Publié en 1966, le livre le plus connu de l' Anglo-Dominicaine Jean Rhys étonne. Conçu ouvertement comme un prélude au "Jane Eyre" de Charlotte Brontë, il retrace le destin d'Antoinette / Bertha, l'épouse réputée malade / folle de Rochester, avant sa rencontre avec Jane Eyre.

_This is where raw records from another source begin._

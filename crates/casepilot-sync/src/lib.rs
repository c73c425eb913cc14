//! Pulls hearing-date updates from the external case-status service.

pub mod http;
pub mod runner;

pub use http::{CaseStatusSource, StatusClient, SyncError};
pub use runner::{FETCH_DELAY, SyncReport, roll_to_tomorrow, sync_cases};
//! Session file: the whole [`AppState`] as pretty JSON, loaded and stored per invocation.

use std::fs;
use std::io::{ErrorKind, Write};
use std::path::Path;

use anyhow::Context;
use casepilot_core::AppState;
use tracing::{debug, info};

/// Read the session, or start empty if the file does not exist yet.
pub fn load(path: &Path) -> anyhow::Result<AppState> {
    let bytes = match fs::read(path) {
        Ok(b) => b,
        Err(e) if e.kind() == ErrorKind::NotFound => {
            debug!(path = %path.display(), "no session file, starting fresh");
            return Ok(AppState::default());
        }
        Err(e) => {
            return Err(e).with_context(|| format!("reading session {}", path.display()));
        }
    };
    let state: AppState = serde_json::from_slice(&bytes)
        .with_context(|| format!("parsing session {}", path.display()))?;
    debug!(path = %path.display(), cases = state.cases.len(), "loaded session");
    Ok(state)
}

/// Write the session through a sibling temp file so a crash never truncates it.
pub fn save(path: &Path, state: &AppState) -> anyhow::Result<()> {
    let json = serde_json::to_vec_pretty(state).context("serialising session")?;
    let dir = path
        .parent()
        .filter(|d| !d.as_os_str().is_empty())
        .unwrap_or(Path::new("."));
    fs::create_dir_all(dir).with_context(|| format!("creating {}", dir.display()))?;
    let mut tmp = tempfile::NamedTempFile::new_in(dir)
        .with_context(|| format!("creating temp file in {}", dir.display()))?;
    tmp.write_all(&json)
        .with_context(|| format!("writing {}", tmp.path().display()))?;
    tmp.persist(path)
        .with_context(|| format!("replacing session {}", path.display()))?;
    info!(path = %path.display(), "saved session");
    Ok(())
}

#[cfg(test)]
mod tests {
    use super::*;
    use casepilot_core::CaseRecord;
    use chrono::NaiveDate;

    #[test]
    fn missing_file_is_fresh_state() {
        let dir = tempfile::tempdir().unwrap();
        let state = load(&dir.path().join("nope.json")).unwrap();
        assert_eq!(state, AppState::default());
    }

    #[test]
    fn save_then_load() {
        let dir = tempfile::tempdir().unwrap();
        let path = dir.path().join("nested").join("session.json");
        let mut state = AppState::default();
        state.cases.push(CaseRecord {
            cino: Some("KA01".into()),
            date_next_list: NaiveDate::from_ymd_opt(2024, 3, 15),
            ..Default::default()
        });
        state.settings.api_key = Some("secret".into());
        state.pinned_cases.insert("KA01".into());

        save(&path, &state).unwrap();
        let names: Vec<String> = fs::read_dir(path.parent().unwrap())
            .unwrap()
            .map(|e| e.unwrap().file_name().to_string_lossy().into_owned())
            .collect();
        assert_eq!(names, vec!["session.json".to_string()]);
        assert_eq!(load(&path).unwrap(), state);
    }

    #[test]
    fn corrupt_file_is_an_error() {
        let dir = tempfile::tempdir().unwrap();
        let path = dir.path().join("session.json");
        fs::write(&path, b"{nope").unwrap();
        let err = load(&path).unwrap_err();
        assert!(err.to_string().contains("parsing session"));
    }
}
//! Typed case records and their derived display columns.

use chrono::NaiveDate;
use serde::{Deserialize, Serialize};

use crate::category::{Category, Classifier};
use crate::dates::format_date;
use crate::sort_key::registration_key;

/// The fixed column schema of a court-case export.
pub const REQUIRED_COLUMNS: &[&str] = &[
    "cino",
    "type_name",
    "case_no",
    "reg_no",
    "reg_year",
    "petparty_name",
    "resparty_name",
    "date_last_list",
    "date_next_list",
    "purpose_name",
    "disp_name",
    "establishment_name",
    "court_no_desg_name",
];

/// Derived column names understood by [`DisplayRow::cell`].
pub mod columns {
    pub const PREVIOUS_DATE: &str = "Previous Date";
    pub const NEXT_DATE: &str = "Next Date";
    pub const CASE_NUMBER: &str = "Case Number/Year";
    pub const PARTIES: &str = "Parties";
    pub const STAGE: &str = "Stage Today";
    pub const TYPE: &str = "Type";
    pub const CATEGORY: &str = "Category";
    pub const COURT_HALL: &str = "Court Hall";
}

/// Default column selection for cause-list exports.
pub const DEFAULT_CAUSELIST_COLUMNS: &[&str] = &[
    columns::PREVIOUS_DATE,
    "court_no_desg_name",
    columns::TYPE,
    columns::CASE_NUMBER,
    columns::PARTIES,
    columns::STAGE,
    columns::NEXT_DATE,
];

/// Columns shown on a printed cause list, with the court renamed to "Court Hall".
pub const CAUSE_LIST_COLUMNS: &[&str] = &[
    columns::PREVIOUS_DATE,
    columns::COURT_HALL,
    columns::TYPE,
    columns::CASE_NUMBER,
    columns::PARTIES,
    columns::STAGE,
    columns::NEXT_DATE,
];

/// Columns of the 30-day dashboard overview.
pub const OVERVIEW_COLUMNS: &[&str] = &[
    columns::NEXT_DATE,
    columns::CASE_NUMBER,
    columns::PARTIES,
    columns::STAGE,
    columns::CATEGORY,
];

/// One case from a court export.
///
/// Every text field may be missing; `None` is the only "absent" value, empty
/// strings are normalised away on import.
#[derive(Debug, Clone, Default, PartialEq, Eq, Serialize, Deserialize)]
#[serde(default)]
pub struct CaseRecord {
    pub cino: Option<String>,
    pub type_name: Option<String>,
    pub case_no: Option<String>,
    pub reg_no: Option<String>,
    pub reg_year: Option<String>,
    pub petparty_name: Option<String>,
    pub resparty_name: Option<String>,
    pub date_last_list: Option<NaiveDate>,
    pub date_next_list: Option<NaiveDate>,
    pub purpose_name: Option<String>,
    pub disp_name: Option<String>,
    pub establishment_name: Option<String>,
    pub court_no_desg_name: Option<String>,
}

fn text(v: &Option<String>) -> &str {
    v.as_deref().unwrap_or("")
}

impl CaseRecord {
    pub fn cino(&self) -> &str {
        text(&self.cino)
    }

    /// `reg_no/reg_year`; missing halves render empty.
    pub fn case_number_year(&self) -> String {
        format!("{}/{}", text(&self.reg_no), text(&self.reg_year))
    }

    /// `petitioner v. respondent`.
    pub fn parties(&self) -> String {
        format!(
            "{} v. {}",
            text(&self.petparty_name),
            text(&self.resparty_name)
        )
    }

    /// Label used when picking a case: `cino - type - reg/year - parties`.
    pub fn label(&self) -> String {
        let case_type = self.type_name.as_deref().unwrap_or("N/A");
        let reg = match (&self.reg_no, &self.reg_year) {
            (Some(n), Some(y)) => format!("{n}/{y}"),
            _ => "N/A".to_string(),
        };
        format!(
            "{} - {} - {} - {}",
            self.cino(),
            case_type,
            reg,
            self.parties().trim()
        )
    }

    pub fn registration_key(&self) -> String {
        registration_key(self.reg_no.as_deref(), self.reg_year.as_deref())
    }

    /// Raw field by schema name. Dates use the display format.
    pub fn field(&self, name: &str) -> Option<String> {
        match name {
            "cino" => self.cino.clone(),
            "type_name" => self.type_name.clone(),
            "case_no" => self.case_no.clone(),
            "reg_no" => self.reg_no.clone(),
            "reg_year" => self.reg_year.clone(),
            "petparty_name" => self.petparty_name.clone(),
            "resparty_name" => self.resparty_name.clone(),
            "date_last_list" => self.date_last_list.map(|d| format_date(Some(d))),
            "date_next_list" => self.date_next_list.map(|d| format_date(Some(d))),
            "purpose_name" => self.purpose_name.clone(),
            "disp_name" => self.disp_name.clone(),
            "establishment_name" => self.establishment_name.clone(),
            "court_no_desg_name" => self.court_no_desg_name.clone(),
            _ => None,
        }
    }

    /// All schema fields as `(name, value)` pairs, missing values as empty.
    pub fn fields(&self) -> Vec<(&'static str, String)> {
        REQUIRED_COLUMNS
            .iter()
            .map(|&name| (name, self.field(name).unwrap_or_default()))
            .collect()
    }

    /// Case-insensitive substring match across every field.
    pub fn matches_text(&self, needle_lower: &str) -> bool {
        self.fields()
            .iter()
            .any(|(_, v)| v.to_lowercase().contains(needle_lower))
    }
}

/// A record paired with its computed category, ready for display or export.
#[derive(Debug, Clone, PartialEq, Eq)]
pub struct DisplayRow {
    pub record: CaseRecord,
    pub category: Category,
}

impl DisplayRow {
    pub fn new(record: CaseRecord, classifier: &Classifier) -> Self {
        let category = classifier.classify(&record);
        Self { record, category }
    }

    /// Value of a named column, derived or raw. Unknown columns are empty.
    pub fn cell(&self, column: &str) -> String {
        let r = &self.record;
        match column {
            columns::PREVIOUS_DATE => format_date(r.date_last_list),
            columns::NEXT_DATE => format_date(r.date_next_list),
            columns::CASE_NUMBER => r.case_number_year(),
            columns::PARTIES => r.parties(),
            columns::STAGE => text(&r.purpose_name).to_string(),
            columns::TYPE => text(&r.type_name).to_string(),
            columns::CATEGORY => self.category.label().to_string(),
            columns::COURT_HALL => text(&r.court_no_desg_name).to_string(),
            other => r.field(other).unwrap_or_default(),
        }
    }
}

/// Classify a slice of records into display rows, preserving order.
pub fn display_rows<'a>(
    records: impl IntoIterator<Item = &'a CaseRecord>,
    classifier: &Classifier,
) -> Vec<DisplayRow> {
    records
        .into_iter()
        .map(|r| DisplayRow::new(r.clone(), classifier))
        .collect()
}

#[cfg(test)]
mod tests {
    use super::*;

    fn sample() -> CaseRecord {
        CaseRecord {
            cino: Some("KABC010012342019".into()),
            type_name: Some("O.S.".into()),
            reg_no: Some("1234".into()),
            reg_year: Some("2019".into()),
            petparty_name: Some("Ramesh".into()),
            resparty_name: Some("Suresh".into()),
            date_last_list: NaiveDate::from_ymd_opt(2024, 3, 1),
            date_next_list: NaiveDate::from_ymd_opt(2024, 3, 15),
            purpose_name: Some("Evidence".into()),
            court_no_desg_name: Some("XII Addl City Civil Judge".into()),
            ..Default::default()
        }
    }

    #[test]
    fn derived_columns() {
        let row = DisplayRow::new(sample(), &Classifier::default());
        assert_eq!(row.cell(columns::PREVIOUS_DATE), "01.03.2024");
        assert_eq!(row.cell(columns::NEXT_DATE), "15.03.2024");
        assert_eq!(row.cell(columns::CASE_NUMBER), "1234/2019");
        assert_eq!(row.cell(columns::PARTIES), "Ramesh v. Suresh");
        assert_eq!(row.cell(columns::STAGE), "Evidence");
        assert_eq!(row.cell(columns::COURT_HALL), "XII Addl City Civil Judge");
        assert_eq!(row.cell("court_no_desg_name"), "XII Addl City Civil Judge");
        assert_eq!(row.cell("no such column"), "");
    }

    #[test]
    fn missing_values_render_empty() {
        let row = DisplayRow::new(CaseRecord::default(), &Classifier::default());
        assert_eq!(row.cell(columns::CASE_NUMBER), "/");
        assert_eq!(row.cell(columns::PARTIES), " v. ");
        assert_eq!(row.cell(columns::NEXT_DATE), "");
        assert_eq!(row.cell("cino"), "");
    }

    #[test]
    fn label_uses_na_for_missing_parts() {
        assert_eq!(
            sample().label(),
            "KABC010012342019 - O.S. - 1234/2019 - Ramesh v. Suresh"
        );
        let bare = CaseRecord {
            cino: Some("X1".into()),
            ..Default::default()
        };
        assert_eq!(bare.label(), "X1 - N/A - N/A - v.");
    }

    #[test]
    fn text_match_is_case_insensitive() {
        let r = sample();
        assert!(r.matches_text("ramesh"));
        assert!(r.matches_text("15.03.2024"));
        assert!(!r.matches_text("mahesh"));
    }
}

Antoinette raconte son enfance à la Jamaïque à partir de 1833 et de la libération des esclaves qui y prend place. Sa mère, veuve ruinée d'un gros planteur esclavagiste, glisse lentement dans la folie lorsqu'elle réalise que, faute de fortune et de situation, la bonne société bourgeoise blanche post-esclavagiste la rejette, tandis que le profond et brutal ressentiment des ex-esclaves rôde comme une sourde menace autour de la famille... Après l'incendie criminel de leur manoir déliquescent dans une flambée de violence, et la mort du jeune frère simple d'esprit, la mère d'Antoinette parvient de justesse à les hisser hors de l'abîme social et financier en se remariant à un riche Anglais sans préjugés.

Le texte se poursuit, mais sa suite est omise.